Pra não dizer que não falei das flores
Porque tudo pode se transformar em poesia, até um passeio!
por Joyce Galvão
O dia amanheceu frio, com a neblina encobrindo o topo das montanhas. Esfreguei os olhos e imaginei se eu não havia acordado logo no céu, pois além das bolas macias de algodão diante de mim, o silencio fazia tudo parecer fora de si.
Nem andorinhas muito menos os sábias cantavam por ali. Não havia cheiro de café e nem pão quentinho para partir. A cozinha, assim como os passarinhos, preguiçosa, insistia em dormir.
Resolvi calçar as botas do meu pai, largadas no quintal. Puxei um casaco grosso pendurado sem jeito na cadeira e sai para investigar se o céu, era mesmo ali.
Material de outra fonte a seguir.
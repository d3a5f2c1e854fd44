use std::path::PathBuf;
use std::sync::Arc;
use std::time::Duration;

use anyhow::{Context, Result};
use clap::{Parser, Subcommand};
use tokio::net::TcpListener;
use tracing::{info, warn};

use querybridge::config::{self, AppConfig, BackendKind, SchemaConfig};
use querybridge::delivery::{CallbackPayload, DeferredDelivery, HttpCallback};
use querybridge::llm::{CompletionBackend, LlmClient};
use querybridge::ollama::{OllamaCli, OllamaHttp};
use querybridge::server::{self, AppState};
use querybridge::{logging, report, sanitize};
use querybridge::{ExecutionGateway, Pipeline, QuerySynthesizer, SafetyPolicy, SqliteExecutor};

#[derive(Parser)]
#[command(name = "querybridge", version)]
#[command(about = "Ask a SQLite database in plain language: local LLM text-to-SQL behind a safety gate")]
struct Cli {
    /// Config file (TOML/YAML/JSON). Defaults to ./querybridge.* if present.
    #[arg(long, global = true)]
    config: Option<PathBuf>,

    #[command(subcommand)]
    command: Command,
}

#[derive(Subcommand)]
enum Command {
    /// Start the HTTP server (/query, /slack, /health)
    Serve {
        #[arg(long)] bind: Option<String>,
    },

    /// Ask a single question and print the result
    Ask {
        question: String,
        /// Print the callback payload as JSON instead of a table
        #[arg(long)] json: bool,
    },

    /// Show what the sanitizer extracts from some text and whether it would run
    Check {
        text: String,
    },

    /// Print the schema description given to the model
    Schema,
}

#[tokio::main]
async fn main() -> Result<()> {
    dotenvy::dotenv().ok();
    let cli = Cli::parse();

    let (cfg, load_error) = match config::load_config(cli.config.as_deref()) {
        Ok(cfg) => (cfg, None),
        Err(e) if cli.config.is_some() => return Err(e.context("cannot load config file")),
        Err(e) => (config::default_config(), Some(e)),
    };
    logging::init_logging(&cfg.logging);
    if let Some(e) = load_error {
        warn!("Config load failed ({}), using defaults", e);
    }

    match cli.command {
        Command::Serve { bind } => {
            let bind = bind.unwrap_or_else(|| cfg.server.bind.clone());
            serve(&cfg, &bind).await?;
        }

        Command::Ask { question, json } => {
            let (pipeline, _db) = build_pipeline(&cfg).await?;
            let answer = pipeline.answer(&question).await;

            if json {
                let payload = CallbackPayload::from_answer(answer);
                println!("{}", serde_json::to_string_pretty(&payload)?);
                return Ok(());
            }

            println!();
            println!("SQL: {}", answer.sql.as_deref().unwrap_or("(none)"));
            println!();
            match &answer.result {
                Ok(rows) => println!("{}", report::render_table(rows, 50)),
                Err(e) => anyhow::bail!("[{}] {}", e.origin(), e.user_message()),
            }
        }

        Command::Check { text } => {
            let extracted = sanitize::extract_statement(&text);
            let policy = cfg.safety.policy;
            if extracted.is_empty() {
                println!("Extracted: (nothing)");
            } else {
                println!("Extracted: {}", extracted);
            }
            println!("Denylist:  {}", if sanitize::is_safe(&extracted) { "pass" } else { "FORBIDDEN" });
            println!("Policy:    {:?} → {}", policy, policy_verdict(policy, &extracted));
        }

        Command::Schema => {
            let db = open_database(&cfg)?;
            println!("{}", resolve_schema(&cfg.schema, &db).await?);
        }
    }
    Ok(())
}

/// What the gateway would do with an extracted statement.
fn policy_verdict(policy: SafetyPolicy, extracted: &str) -> &'static str {
    if extracted.trim().is_empty() {
        "nothing to execute"
    } else if policy.permits(extracted) {
        "would execute"
    } else {
        "blocked"
    }
}

fn open_database(cfg: &AppConfig) -> Result<SqliteExecutor> {
    SqliteExecutor::open(&cfg.database.path, cfg.database.max_rows)
        .with_context(|| format!("cannot open database {}", cfg.database.path.display()))
}

async fn resolve_schema(cfg: &SchemaConfig, db: &SqliteExecutor) -> Result<String> {
    if let Some(description) = cfg.description.as_ref().filter(|d| !d.trim().is_empty()) {
        return Ok(description.clone());
    }
    if let Some(path) = &cfg.file {
        return std::fs::read_to_string(path)
            .with_context(|| format!("cannot read schema file {}", path.display()));
    }
    let described = db.describe().await.context("cannot introspect database schema")?;
    if described.is_empty() {
        warn!("Database has no tables; the model will be guessing");
    }
    Ok(described)
}

async fn build_pipeline(cfg: &AppConfig) -> Result<(Arc<Pipeline>, Arc<SqliteExecutor>)> {
    let db = Arc::new(open_database(cfg)?);
    let schema = resolve_schema(&cfg.schema, &db).await?;

    let backend: Arc<dyn CompletionBackend> = match cfg.llm.backend {
        BackendKind::Http => Arc::new(OllamaHttp::new(&cfg.llm.base_url, cfg.llm.temperature)),
        BackendKind::Cli => Arc::new(OllamaCli::new(&cfg.llm.cli_binary)),
    };
    let client = LlmClient::new(backend).with_timeout(cfg.llm.timeout_secs.map(Duration::from_secs));
    let synthesizer = QuerySynthesizer::new(client, &cfg.llm.model, cfg.llm.mode);
    let gateway = ExecutionGateway::new(db.clone(), cfg.safety.policy);

    info!("Model: {} ({:?} mode), safety policy: {:?}", cfg.llm.model, cfg.llm.mode, cfg.safety.policy);
    Ok((Arc::new(Pipeline::new(synthesizer, gateway, schema)), db))
}

async fn serve(cfg: &AppConfig, bind: &str) -> Result<()> {
    let (pipeline, db) = build_pipeline(cfg).await?;

    let transport = Arc::new(HttpCallback::new(Duration::from_secs(cfg.delivery.callback_timeout_secs))?);
    let delivery = Arc::new(DeferredDelivery::new(pipeline.clone(), transport, cfg.delivery.ack_text.clone()));
    let app = server::router(AppState::new(pipeline, delivery.clone()));

    let listener = TcpListener::bind(bind)
        .await
        .with_context(|| format!("cannot bind {bind}"))?;
    info!("🚀 Listening on http://{}", listener.local_addr()?);

    axum::serve(listener, app)
        .with_graceful_shutdown(shutdown_signal())
        .await?;

    delivery.drain().await;
    drop(db);
    info!("Shut down cleanly");
    Ok(())
}

async fn shutdown_signal() {
    match tokio::signal::ctrl_c().await {
        Ok(()) => info!("Shutdown requested"),
        Err(e) => {
            warn!("Cannot listen for Ctrl-C ({}); running until killed", e);
            std::future::pending::<()>().await;
        }
    }
}
use serde::Deserialize;
use std::path::{Path, PathBuf};

use crate::llm::CompletionMode;
use crate::sanitize::SafetyPolicy;

#[derive(Debug, Deserialize, Clone, Default)]
#[serde(default)]
pub struct AppConfig {
    pub server:   ServerConfig,
    pub database: DatabaseConfig,
    pub llm:      LlmConfig,
    pub schema:   SchemaConfig,
    pub safety:   SafetyConfig,
    pub delivery: DeliveryConfig,
    pub logging:  LoggingConfig,
}

#[derive(Debug, Deserialize, Clone)]
#[serde(default)]
pub struct ServerConfig {
    pub bind: String,
}
impl Default for ServerConfig {
    fn default() -> Self { Self { bind: "0.0.0.0:5000".into() } }
}

#[derive(Debug, Deserialize, Clone)]
#[serde(default)]
pub struct DatabaseConfig {
    pub path:     PathBuf,
    /// Rows returned per statement before the result is cut
    pub max_rows: usize,
}
impl Default for DatabaseConfig {
    fn default() -> Self { Self { path: "ma_base.db".into(), max_rows: 1_000 } }
}

#[derive(Debug, Deserialize, Clone, Copy, PartialEq, Eq, Default)]
#[serde(rename_all = "lowercase")]
pub enum BackendKind {
    /// Ollama HTTP API
    #[default]
    Http,
    /// `ollama run` subprocess
    Cli,
}

#[derive(Debug, Deserialize, Clone)]
#[serde(default)]
pub struct LlmConfig {
    pub backend:      BackendKind,
    /// Ollama server base URL (e.g. "http://localhost:11434")
    pub base_url:     String,
    /// Model name (e.g. "sqlcoder", "gemma3")
    pub model:        String,
    /// Binary spawned by the CLI backend
    pub cli_binary:   String,
    pub mode:         CompletionMode,
    /// Deadline for one completion; unset waits indefinitely
    pub timeout_secs: Option<u64>,
    pub temperature:  f32,
}
impl Default for LlmConfig {
    fn default() -> Self {
        Self {
            backend:      BackendKind::Http,
            base_url:     crate::ollama::DEFAULT_BASE_URL.into(),
            model:        "sqlcoder".into(),
            cli_binary:   "ollama".into(),
            mode:         CompletionMode::Buffered,
            timeout_secs: Some(120),
            temperature:  0.0,
        }
    }
}

/// Where the schema description given to the model comes from.
/// `description` wins over `file`; with neither, the database is introspected.
#[derive(Debug, Deserialize, Clone, Default)]
#[serde(default)]
pub struct SchemaConfig {
    pub description: Option<String>,
    pub file:        Option<PathBuf>,
}

#[derive(Debug, Deserialize, Clone, Default)]
#[serde(default)]
pub struct SafetyConfig {
    pub policy: SafetyPolicy,
}

#[derive(Debug, Deserialize, Clone)]
#[serde(default)]
pub struct DeliveryConfig {
    pub ack_text:              String,
    pub callback_timeout_secs: u64,
}
impl Default for DeliveryConfig {
    fn default() -> Self {
        Self {
            ack_text:              crate::delivery::DEFAULT_ACK_TEXT.into(),
            callback_timeout_secs: 10,
        }
    }
}

#[derive(Debug, Deserialize, Clone)]
#[serde(default)]
pub struct LoggingConfig {
    /// EnvFilter directive used when RUST_LOG is unset
    pub level: String,
    /// Rolling log directory; defaults to <data_dir>/querybridge/logs
    pub dir:   Option<PathBuf>,
}
impl Default for LoggingConfig {
    fn default() -> Self { Self { level: "info".into(), dir: None } }
}

pub fn load_config(path: Option<&Path>) -> anyhow::Result<AppConfig> {
    let file = match path {
        Some(p) => config::File::from(p).required(true),
        None => config::File::with_name("querybridge").required(false),
    };
    let cfg = config::Config::builder()
        .add_source(file)
        .add_source(config::Environment::with_prefix("QUERYBRIDGE").separator("__"))
        .build()?;
    let mut app: AppConfig = cfg.try_deserialize()?;

    // Convenience: OLLAMA_HOST (the variable ollama itself reads)
    if let Ok(host) = std::env::var("OLLAMA_HOST") {
        if !host.is_empty() && std::env::var("QUERYBRIDGE__LLM__BASE_URL").is_err() {
            app.llm.base_url = if host.starts_with("http") { host } else { format!("http://{host}") };
        }
    }

    Ok(app)
}

pub fn default_config() -> AppConfig {
    AppConfig::default()
}

#[cfg(test)]
mod tests {
    use super::*;
    use std::io::Write;

    #[test]
    fn defaults_are_usable() {
        let cfg = default_config();
        assert_eq!(cfg.server.bind, "0.0.0.0:5000");
        assert_eq!(cfg.llm.backend, BackendKind::Http);
        assert_eq!(cfg.llm.mode, CompletionMode::Buffered);
        assert_eq!(cfg.safety.policy, SafetyPolicy::Denylist);
        assert!(cfg.schema.description.is_none());
    }

    #[test]
    fn partial_file_keeps_other_defaults() {
        let mut file = tempfile::Builder::new().suffix(".toml").tempfile().unwrap();
        writeln!(
            file,
            r#"
[llm]
backend = "cli"
model = "gemma3"
mode = "streamed"

[safety]
policy = "read_only"

[schema]
description = "- users(id, name)"
"#
        )
        .unwrap();

        let cfg = load_config(Some(file.path())).unwrap();
        assert_eq!(cfg.llm.backend, BackendKind::Cli);
        assert_eq!(cfg.llm.model, "gemma3");
        assert_eq!(cfg.llm.mode, CompletionMode::Streamed);
        assert_eq!(cfg.llm.cli_binary, "ollama");
        assert_eq!(cfg.safety.policy, SafetyPolicy::ReadOnly);
        assert_eq!(cfg.schema.description.as_deref(), Some("- users(id, name)"));
        assert_eq!(cfg.database.max_rows, 1_000);
    }

    #[test]
    fn missing_explicit_file_is_an_error() {
        assert!(load_config(Some(Path::new("/nonexistent/querybridge.toml"))).is_err());
    }
}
Invadi a mata que circundava a casa dos meus pais. Nas mãos um facão, pois mesmo com o frio, me perguntei se as cobras também estariam preguiçosas para sair. Um primeiro passo e os gravetos, como um grito estridente, despertaram uma ninhada de tucanos que bateram os bicos, incomodados com a minha presença. Logo as andorinhas em revoada passaram diante de mim e um fio quente de Sol alcançou meu rosto. Sorri.
Segui adiante e comecei a sentir um cheiro, quieto como o outono mas feroz como o inverno. Em poucos passos avistei um pé de mexerica que, ao tocar bruscamente com os dedos liberou um aroma insistente. Um galho quebrado com pequenas mexeriquinhas repousava no chão. Investiguei por aranhas e outros medos, sem pressa peguei o galho nos braços e segui minha viagem.
No meio do caminho tinha um rio que corria sem pressa para lugar nenhum. Algumas capivaras se banhavam, despertando o corpo gentilmente, sem se preocuparem comigo ali. Sorri. Larguei meu galho, afaguei um pouco de água com as mãos e de novo, sorri.
O Sol agora brilhava mais intenso. As enfumaçadas chaminés avisavam sobre a hora do café. A mata balançava, as nuvens se despediam e o vento me chamava a voltar. Eu, mais uma vez, sorri.
Com as botas sujas de barro e a neblina condensada em meu casaco arrumei os tesouros da minha caminhada em um jarro, despejei água sobre o pó de café e aguardei que o cheiro despertasse meus pais.
Em poucos minutos meu pai desceu as escadas com um sorriso de bom dia e logo atrás, minha mãe com os cabelos perdidos para todos os lados reclamava sem parar. Sorri e conclui: definitivamente o céu era ali!